TASK. Extract every line of the material that holds the string "iter".
··· RECORDED DATA ···
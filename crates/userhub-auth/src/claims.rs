//! Token claims and the role check.

use std::time::Duration;

use serde::{Deserialize, Serialize};

/// Role names understood by the service.
pub mod roles {
    pub const ADMIN: &str = "admin";
    pub const USER: &str = "user";
}

/// Claims carried by every token.
///
/// # Fields
///
/// - `iss`: Service that issued the token
/// - `sub`: User ID (subject)
/// - `iat`: Issued-at, Unix seconds
/// - `exp`: Expiry, Unix seconds; always later than `iat`
/// - `roles`: Role names granted to the subject
#[derive(Debug, Clone, PartialEq, Eq, Serialize, Deserialize)]
pub struct Claims {
    pub iss: String,
    pub sub: String,
    pub iat: u64,
    pub exp: u64,
    pub roles: Vec<String>,
}

impl Claims {
    pub fn new(
        issuer: impl Into<String>,
        subject: impl Into<String>,
        roles: Vec<String>,
        now: u64,
        ttl: Duration,
    ) -> Self {
        Self {
            iss: issuer.into(),
            sub: subject.into(),
            iat: now,
            exp: now.saturating_add(ttl.as_secs().max(1)),
            roles,
        }
    }

    /// Returns true if the claims hold at least one of `required`.
    ///
    /// An empty `required` list never authorizes anything.
    pub fn authorized(&self, required: &[&str]) -> bool {
        required.iter().any(|role| self.has_role(role))
    }

    pub fn has_role(&self, role: &str) -> bool {
        self.roles.iter().any(|r| r == role)
    }

    pub fn is_admin(&self) -> bool {
        self.has_role(roles::ADMIN)
    }
}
···
EXPECTED ANSWER.
        required.iter().any(|role| self.has_role(role))
        self.roles.iter().any(|r| r == role)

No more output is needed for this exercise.